Work instructions: Among the entries below, only the lines starting at the one with "pub use scan::*;" and ending at the one with "fn imported_name(&self) -> &Atom;", both included, are to be printed exactly.
----------
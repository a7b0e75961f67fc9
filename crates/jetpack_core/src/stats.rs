use std::time::{Duration, Instant};

/// Wall-clock time spent in each phase of one bundle run.
#[derive(Debug, Clone, Default)]
pub struct BundleStats {
  pub module_count: usize,
  pub parse_stage: Duration,
  pub minify: Duration,
  pub codegen: Duration,
  pub compose: Duration,
  pub sourcemap: Duration,
  pub write_io: Duration,
  pub total: Duration,
}

impl BundleStats {
  pub fn report(&self) -> String {
    let rows = [
      ("parse stage", self.parse_stage),
      ("minify", self.minify),
      ("codegen", self.codegen),
      ("module composition", self.compose),
      ("sourcemap finalize", self.sourcemap),
      ("write io", self.write_io),
      ("total", self.total),
    ];
    let mut report = format!("modules: {}\n", self.module_count);
    for (label, elapsed) in rows {
      report.push_str(&format!("{label:<20}{:>10.3} ms\n", as_millis(elapsed)));
    }
    report
  }
}

pub(crate) fn as_millis(duration: Duration) -> f64 {
  duration.as_secs_f64() * 1000.0
}

/// Runs `f` and adds the time it took to `slot`.
pub(crate) fn timed<T>(slot: &mut Duration, label: &str, f: impl FnOnce() -> T) -> T {
  let start = Instant::now();
  let result = f();
  let elapsed = start.elapsed();
  tracing::debug!("{label} finished in {:.3} ms", as_millis(elapsed));
  *slot += elapsed;
  result
}
mod cli;
pub mod simple_api;
pub use {
  cli::{run, Cli},
  jetpack_core::{
    BundleOptions, BundleOutput, BundleResult, BundleStats, Bundler, ModuleAnalysis,
  },
  jetpack_error::{BuildError, Diagnostic},
};
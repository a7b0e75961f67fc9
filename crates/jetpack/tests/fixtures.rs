use std::path::PathBuf;

use testing_macros::fixture;
mod common;
use common::run_test;

#[fixture("./tests/fixtures/**/test.config.json")]
fn test(path: PathBuf) {
  run_test(&path)
}
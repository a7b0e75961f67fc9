mod scan;
pub use scan::*;
mod scope;
pub use scope::*;
mod rename;
pub use rename::*;
mod lower;
pub use lower::*;
mod resolve;
pub use resolve::*;
mod jsx;
pub use jsx::*;
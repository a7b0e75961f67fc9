use swc_core::{
  common::{SyntaxContext, DUMMY_SP},
  ecma::{ast, atoms::Atom},
};

pub trait ModuleExportNameExt {
  /// `export { a as "some name" }` is legal, so the name may come from a string literal.
  fn name(&self) -> &Atom;

  fn as_ident(&self) -> Option<&ast::Ident>;
}

impl ModuleExportNameExt for ast::ModuleExportName {
  fn name(&self) -> &Atom {
    match self {
      ast::ModuleExportName::Ident(ident) => &ident.sym,
      ast::ModuleExportName::Str(str) => &str.value,
    }
  }

  fn as_ident(&self) -> Option<&ast::Ident> {
    match self {
      ast::ModuleExportName::Ident(ident) => Some(ident),
      ast::ModuleExportName::Str(_) => None,
    }
  }
}

pub trait ImportNamedSpecifierExt {
  fn imported_name(&self) -> &Atom;

  fn imported_as_ident(&self) -> &ast::Ident;
}

impl ImportNamedSpecifierExt for ast::ImportNamedSpecifier {
  fn imported_name(&self) -> &Atom {
    match &self.imported {
      Some(imported) => imported.name(),
      None => &self.local.sym,
    }
  }

  fn imported_as_ident(&self) -> &ast::Ident {
    &self.local
  }
}

pub trait ExportNamedSpecifierExt {
  fn local_name(&self) -> &Atom;
  fn exported_as_name(&self) -> &Atom;
}

impl ExportNamedSpecifierExt for ast::ExportNamedSpecifier {
  fn local_name(&self) -> &Atom {
    self.orig.name()
  }

  fn exported_as_name(&self) -> &Atom {
    match &self.exported {
      Some(exported) => exported.name(),
      None => self.orig.name(),
    }
  }
}

pub trait ImportDeclExt {
  fn source(&self) -> &Atom;
}

impl ImportDeclExt for ast::ImportDecl {
  fn source(&self) -> &Atom {
    &self.src.value
  }
}

/// An identifier without position, carrying the given syntax context.
pub fn ident(name: impl Into<Atom>, ctxt: SyntaxContext) -> ast::Ident {
  ast::Ident::new(name.into(), DUMMY_SP, ctxt)
}

pub fn ident_expr(name: impl Into<Atom>) -> Box<ast::Expr> {
  Box::new(ast::Expr::Ident(ident(name, SyntaxContext::empty())))
}

pub fn str_lit(value: impl Into<Atom>) -> ast::Str {
  ast::Str {
    span: DUMMY_SP,
    value: value.into(),
    raw: None,
  }
}

/// Whether `name` can be written as an identifier, either as a binding or a property key.
pub fn is_valid_identifier(name: &str) -> bool {
  let mut chars = name.chars();
  match chars.next() {
    Some(c) if c == '$' || c == '_' || c.is_alphabetic() => {}
    _ => return false,
  }
  chars.all(|c| c == '$' || c == '_' || c.is_alphanumeric())
}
----------
Exercise response:
pub use scan::*;
mod scope;
pub use scope::*;
mod rename;
pub use rename::*;
mod lower;
pub use lower::*;
mod resolve;
pub use resolve::*;
mod jsx;
pub use jsx::*;
repository a7b0e75961f67fc9
use swc_core::{
  common::{SyntaxContext, DUMMY_SP},
  ecma::{ast, atoms::Atom},
};

pub trait ModuleExportNameExt {
  /// `export { a as "some name" }` is legal, so the name may come from a string literal.
  fn name(&self) -> &Atom;

  fn as_ident(&self) -> Option<&ast::Ident>;
}

impl ModuleExportNameExt for ast::ModuleExportName {
  fn name(&self) -> &Atom {
    match self {
      ast::ModuleExportName::Ident(ident) => &ident.sym,
      ast::ModuleExportName::Str(str) => &str.value,
    }
  }

  fn as_ident(&self) -> Option<&ast::Ident> {
    match self {
      ast::ModuleExportName::Ident(ident) => Some(ident),
      ast::ModuleExportName::Str(_) => None,
    }
  }
}

pub trait ImportNamedSpecifierExt {
  fn imported_name(&self) -> &Atom;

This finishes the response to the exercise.